Wilson’s Country is confirming that two-thirds of this year’s potato crop has yet to be harvested around the country.

The Co. Armagh-based potato packer and processer works with growers throughout the island of Ireland.

Company managing director, Lewis Cunningham told Agriland: “We are about six weeks behind with this year’s harvest. Yields are down approximately 10%, year-on-year. Tuber quality is also an issue.”   

Challenging year for the potato crop

Cunningham confirmed that local potato growers are facing into one of the most challenging harvests in living memory.

“The harvest is just the latest setback that has confronted potato growers this year,” he added.

“The very wet weather in April meant that main crop potatoes were not planted out until the middle of May, a full six weeks later than would normally be the case.

“Drought-like conditions followed, which hampered the germination and early growth of crops. But then came the heavy rains of July and August.

“Short of heavy snow in the middle of the summer, Northern Ireland’s potato growing community has had to cope with every extreme of weather that nature could ever conceive of throwing at them in 2023,” he said.

Even before this year’s potato harvest got underway, potato growers knew that yields would be well down, year-on-year.

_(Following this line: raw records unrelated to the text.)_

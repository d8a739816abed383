use std::fmt;
use std::net::IpAddr;
use std::path::{Path, PathBuf};
use std::sync::Arc;

use chrono::{DateTime, SecondsFormat, Utc};
use tokio::io::AsyncWriteExt;

use crate::geo::GeoLocator;
use wordle_core::{CheatDetector, CheatReason, TimezoneEvidence};
use wordle_persistence::repositories::{
    TimezoneEventRecord, TimezoneEventRepository, UserRepository,
};
use wordle_types::{TimezoneClaim, UserId};

/// Which API call produced a timezone event.
#[derive(Debug, Clone, Copy, PartialEq, Eq)]
pub enum GameEndpoint {
    Result,
    SaveProgress,
}

impl GameEndpoint {
    pub fn as_str(&self) -> &'static str {
        match self {
            GameEndpoint::Result => "result",
            GameEndpoint::SaveProgress => "save-progress",
        }
    }
}

impl fmt::Display for GameEndpoint {
    fn fmt(&self, f: &mut fmt::Formatter<'_>) -> fmt::Result {
        f.write_str(self.as_str())
    }
}

#[derive(Debug, Clone, Default, PartialEq)]
pub struct CheatVerdict {
    pub reasons: Vec<CheatReason>,
}

impl CheatVerdict {
    pub fn flagged(&self) -> bool {
        !self.reasons.is_empty()
    }
}

/// Records every timezone claim and reports the suspicious ones.
///
/// Detection never blocks a request: storage, lookup, and audit failures are
/// logged and the verdict is computed from whatever evidence is available.
pub struct CheatDetectionService {
    events: Arc<TimezoneEventRepository>,
    users: Arc<UserRepository>,
    geo: Arc<dyn GeoLocator>,
    audit_log: Option<PathBuf>,
}

impl CheatDetectionService {
    pub fn new(
        events: Arc<TimezoneEventRepository>,
        users: Arc<UserRepository>,
        geo: Arc<dyn GeoLocator>,
        audit_log: Option<PathBuf>,
    ) -> Self {
        Self {
            events,
            users,
            geo,
            audit_log,
        }
    }

    pub async fn inspect(
        &self,
        user_id: UserId,
        claim: &TimezoneClaim,
        ip: Option<IpAddr>,
        endpoint: GameEndpoint,
    ) -> CheatVerdict {
        self.inspect_at(user_id, claim, ip, endpoint, Utc::now()).await
    }

    pub async fn inspect_at(
        &self,
        user_id: UserId,
        claim: &TimezoneClaim,
        ip: Option<IpAddr>,
        endpoint: GameEndpoint,
        server_time: DateTime<Utc>,
    ) -> CheatVerdict {
        // Read the previous event before this one lands in the log
        let previous = match self.events.latest_for_user(user_id).await {
            Ok(previous) => previous,
            Err(e) => {
                tracing::error!(user_id, "Failed to load previous timezone event: {}", e);
                None
            }
        };

        let ip_text = ip.map(|ip| ip.to_string()).unwrap_or_default();
        let record = TimezoneEventRecord {
            user_id,
            server_time,
            client_time: claim.client_time.clone(),
            tz_offset: claim.tz_offset,
            ip: ip_text.clone(),
            endpoint: endpoint.as_str().to_string(),
        };
        if let Err(e) = self.events.record(record).await {
            tracing::error!(user_id, "Failed to record timezone event: {}", e);
        }

        let geo = match ip {
            Some(ip) if !CheatDetector::is_geo_exempt(&ip) => self.geo.locate(ip).await,
            _ => None,
        };

        let reasons = CheatDetector::evaluate(&TimezoneEvidence {
            server_time,
            claim,
            ip,
            previous: previous.as_ref(),
            geo: geo.as_ref(),
        });

        let verdict = CheatVerdict { reasons };
        if verdict.flagged() {
            self.report(user_id, claim, &ip_text, endpoint, server_time, &verdict)
                .await;
        }
        verdict
    }

    async fn report(
        &self,
        user_id: UserId,
        claim: &TimezoneClaim,
        ip: &str,
        endpoint: GameEndpoint,
        server_time: DateTime<Utc>,
        verdict: &CheatVerdict,
    ) {
        let name = self.users.display_name_of(user_id).await.unwrap_or_else(|e| {
            tracing::error!(user_id, "Failed to look up flagged user: {}", e);
            String::new()
        });
        let line = audit_line(user_id, &name, claim, ip, endpoint, server_time, verdict);

        tracing::warn!(user_id, endpoint = %endpoint, "Suspicious timezone claim: {}", line);

        if let Some(path) = &self.audit_log {
            if let Err(e) = append_line(path, &line).await {
                tracing::error!("Failed to write cheat log {}: {}", path.display(), e);
            }
        }
    }
}

pub fn audit_line(
    user_id: UserId,
    name: &str,
    claim: &TimezoneClaim,
    ip: &str,
    endpoint: GameEndpoint,
    server_time: DateTime<Utc>,
    verdict: &CheatVerdict,
) -> String {
    let reasons = verdict
        .reasons
        .iter()
        .map(ToString::to_string)
        .collect::<Vec<_>>()
        .join("; ");

    format!(
        "[{}] user_id={} name={:?} reasons=[{}] client_time={} tz_offset={} ip={} endpoint={}",
        server_time.to_rfc3339_opts(SecondsFormat::Secs, true),
        user_id,
        name,
        reasons,
        claim.client_time,
        claim.tz_offset,
        ip,
        endpoint
    )
}

async fn append_line(path: &Path, line: &str) -> std::io::Result<()> {
    if let Some(parent) = path.parent().filter(|p| !p.as_os_str().is_empty()) {
        tokio::fs::create_dir_all(parent).await?;
    }

    let mut file = tokio::fs::OpenOptions::new()
        .create(true)
        .append(true)
        .open(path)
        .await?;
    file.write_all(format!("{}\n", line).as_bytes()).await?;
    file.flush().await
}
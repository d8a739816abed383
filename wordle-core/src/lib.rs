pub mod cheat;
pub mod names;
pub mod ranking;

// Re-export main components
pub use cheat::*;
pub use names::*;
pub use ranking::*;
use std::collections::HashMap;
use std::net::IpAddr;
use std::time::Duration;

use async_trait::async_trait;
use reqwest::Client;
use serde::Deserialize;
use tokio::sync::Mutex;
use tokio::time::Instant;

use wordle_core::GeoTimezone;

/// Successful lookups are reused for a day.
pub const GEO_CACHE_TTL: Duration = Duration::from_secs(24 * 60 * 60);

/// Resolves a client address to the timezone it is registered in.
#[async_trait]
pub trait GeoLocator: Send + Sync {
    /// `None` means no signal: lookup failed or the address is unknown.
    async fn locate(&self, ip: IpAddr) -> Option<GeoTimezone>;
}

struct CachedGeo {
    geo: GeoTimezone,
    fetched_at: Instant,
}

pub struct GeoCache {
    entries: Mutex<HashMap<IpAddr, CachedGeo>>,
    ttl: Duration,
}

impl GeoCache {
    pub fn new(ttl: Duration) -> Self {
        Self {
            entries: Mutex::new(HashMap::new()),
            ttl,
        }
    }

    pub async fn get(&self, ip: &IpAddr) -> Option<GeoTimezone> {
        let mut entries = self.entries.lock().await;
        match entries.get(ip) {
            Some(entry) if entry.fetched_at.elapsed() < self.ttl => Some(entry.geo.clone()),
            Some(_) => {
                entries.remove(ip);
                None
            }
            None => None,
        }
    }

    /// Stores a lookup and drops every expired entry.
    pub async fn insert(&self, ip: IpAddr, geo: GeoTimezone) {
        let mut entries = self.entries.lock().await;
        entries.retain(|_, entry| entry.fetched_at.elapsed() < self.ttl);
        entries.insert(
            ip,
            CachedGeo {
                geo,
                fetched_at: Instant::now(),
            },
        );
    }

    #[cfg(test)]
    async fn len(&self) -> usize {
        self.entries.lock().await.len()
    }
}

#[derive(Debug, Deserialize)]
struct IpApiResponse {
    status: String,
    #[serde(default)]
    timezone: String,
    #[serde(default)]
    offset: i32,
}

/// ip-api.com client with a per-IP cache.
pub struct IpApiLocator {
    client: Client,
    base_url: String,
    cache: GeoCache,
}

impl IpApiLocator {
    pub fn new(base_url: impl Into<String>, timeout: Duration) -> Self {
        let client = Client::builder().timeout(timeout).build().unwrap_or_else(|e| {
            tracing::warn!("Failed to build geolocation HTTP client, using defaults: {:?}", e);
            Client::new()
        });

        Self {
            client,
            base_url: base_url.into().trim_end_matches('/').to_string(),
            cache: GeoCache::new(GEO_CACHE_TTL),
        }
    }

    async fn fetch(&self, ip: IpAddr) -> Option<GeoTimezone> {
        let url = format!("{}/{}?fields=status,timezone,offset", self.base_url, ip);
        let response = match self.client.get(&url).send().await {
            Ok(response) => response,
            Err(e) => {
                tracing::debug!(%ip, "Geolocation lookup failed: {:?}", e);
                return None;
            }
        };

        let body: IpApiResponse = match response.json().await {
            Ok(body) => body,
            Err(e) => {
                tracing::debug!(%ip, "Unreadable geolocation response: {:?}", e);
                return None;
            }
        };

        if body.status != "success" || body.timezone.is_empty() {
            return None;
        }

        Some(GeoTimezone {
            timezone: body.timezone,
            utc_offset_seconds: body.offset,
        })
    }
}

#[async_trait]
impl GeoLocator for IpApiLocator {
    async fn locate(&self, ip: IpAddr) -> Option<GeoTimezone> {
        if let Some(geo) = self.cache.get(&ip).await {
            return Some(geo);
        }

        let geo = self.fetch(ip).await?;
        self.cache.insert(ip, geo.clone()).await;
        Some(geo)
    }
}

“The switch from the very hot and dry conditions of June to the monsoons of July has created growth cracking problems in quite a number of crops,” Cunningham added.

“Something consumers do not want to see in bags and as a result, the potatoes in question cannot be sold in retail outlets.

“Also as the industry was coming out of a year with extremely low stocks of potatoes in store from the previous season, we really needed a early good yielding harvest with no problems.

“Early September saw harvest get underway but it quickly turned into a nightmare, as growers attempt to lift potatoes out of the ground that is just saturated, conditions have been more like November than September,” the Wilson Country’s managing director added.

 He explained that ground conditions were “pretty much bottomless” at the time, especially after Storm Agnes.

He said that he saw potato harvesters getting totally bogged down in places like Bishopscourt in Co. Down.

Wilson’s Country chairman, Angus Wilson (left) and company managing director Lewis Cunningham

According to Lewis Cunningham, potato growers across Europe have had major challenges to confront throughout 2023.

“Most of these issues have been weather-related. Floods earlier in the year created major delays in planting dates in countries like France, Italy, Spain and Portugal,” he said.

“This was followed by a prolonged drought, which served to reduce the yield potential of potato crops dramatically.

“As a consequence, potato supplies will be very constrained right across Europe over the coming months,” he continued.

Adding to the economic pressures on potato growers in 2023 were the very strong fertiliser and agrochemical prices that characterised the entire growing season.

“Sustainable prices at retail level will be required to get the entire potato sector through the next few months.”